- **PROBLEM REQUIREMENTS**
Wherever a line in the data below holds "keys", copy that line.

----------------------------------------

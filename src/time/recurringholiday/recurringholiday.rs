use std::collections::HashSet;

use chrono::{Datelike, NaiveDate};

/// A holiday rule that produces its dates one year at a time.
///
/// Membership is always tested against the dates generated for the
/// query date's own year. A multi-day observance generated for year `y`
/// may spill into `y + 1`; those spilled dates only count when `y + 1`'s
/// own generation produces them as well.
pub trait RecurringHoliday {

    fn get_holiday(&self, year: i32) -> HashSet<NaiveDate>;

    fn is_holiday(&self, d: &NaiveDate) -> bool {
        self.get_holiday(d.year()).contains(d)
    }
}
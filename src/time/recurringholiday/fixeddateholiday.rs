use std::collections::HashSet;

use chrono::{
    Datelike,
    NaiveDate
};

use super::recurringholiday::RecurringHoliday;

/// A holiday on the same (month, day) every year.
#[derive(PartialEq, Eq, Hash, Clone, Copy, Debug)]
pub struct FixedDateHoliday {
    month: u32,
    day: u32
}

impl FixedDateHoliday {
    /// Returns `None` when (month, day) does not exist even in a leap year.
    pub fn new(month: u32, day: u32) -> Option<FixedDateHoliday> {
        NaiveDate::from_ymd_opt(2000, month, day)
            .map(|_| FixedDateHoliday { month, day })
    }

    pub(crate) fn from_date(d: NaiveDate) -> FixedDateHoliday {
        FixedDateHoliday { month: d.month(), day: d.day() }
    }

    pub fn month(&self) -> u32 {
        self.month
    }

    pub fn day(&self) -> u32 {
        self.day
    }

    /// Year is ignored.
    #[inline]
    pub fn matches(&self, d: NaiveDate) -> bool {
        d.month() == self.month && d.day() == self.day
    }
}

impl RecurringHoliday for FixedDateHoliday {
    fn get_holiday(&self, year: i32) -> HashSet<NaiveDate> {
        NaiveDate::from_ymd_opt(year, self.month, self.day)
            .into_iter()
            .collect()
    }

    fn is_holiday(&self, d: &NaiveDate) -> bool {
        self.matches(*d)
    }
}
//! Keyboard navigation for the board cursor and the move list.

use crossterm::event::KeyCode;
use timetoe_rules::Position;

/// Moves the board cursor one cell with the arrow keys.
///
/// The cursor stops at the edges. Other keys leave it where it is.
pub fn move_cursor(cursor: Position, key: KeyCode) -> Position {
    let (row, col) = (cursor.row(), cursor.col());
    let target = match key {
        KeyCode::Up => row.checked_sub(1).map(|r| (r, col)),
        KeyCode::Down => Some((row + 1, col)),
        KeyCode::Left => col.checked_sub(1).map(|c| (row, c)),
        KeyCode::Right => Some((row, col + 1)),
        _ => None,
    };

    target
        .and_then(|(r, c)| Position::from_row_col(r, c))
        .unwrap_or(cursor)
}

/// Moves the selection through a list of `len` rows with Up/Down.
///
/// Returns the new row index, clamped to the list.
pub fn move_selection(selected: usize, len: usize, key: KeyCode) -> usize {
    match key {
        KeyCode::Up => selected.saturating_sub(1),
        KeyCode::Down if selected + 1 < len => selected + 1,
        KeyCode::Home => 0,
        KeyCode::End => len.saturating_sub(1),
        _ => selected,
    }
}

/// Maps the digits 1-9 to cells, reading the board like a phone keypad.
pub fn digit_to_position(c: char) -> Option<Position> {
    let digit = c.to_digit(10)? as usize;
    digit.checked_sub(1).and_then(Position::from_index)
}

----------------------------------------

- **OUTPUT OF THE EXERCISE**
/// Moves the board cursor one cell with the arrow keys.
/// The cursor stops at the edges. Other keys leave it where it is.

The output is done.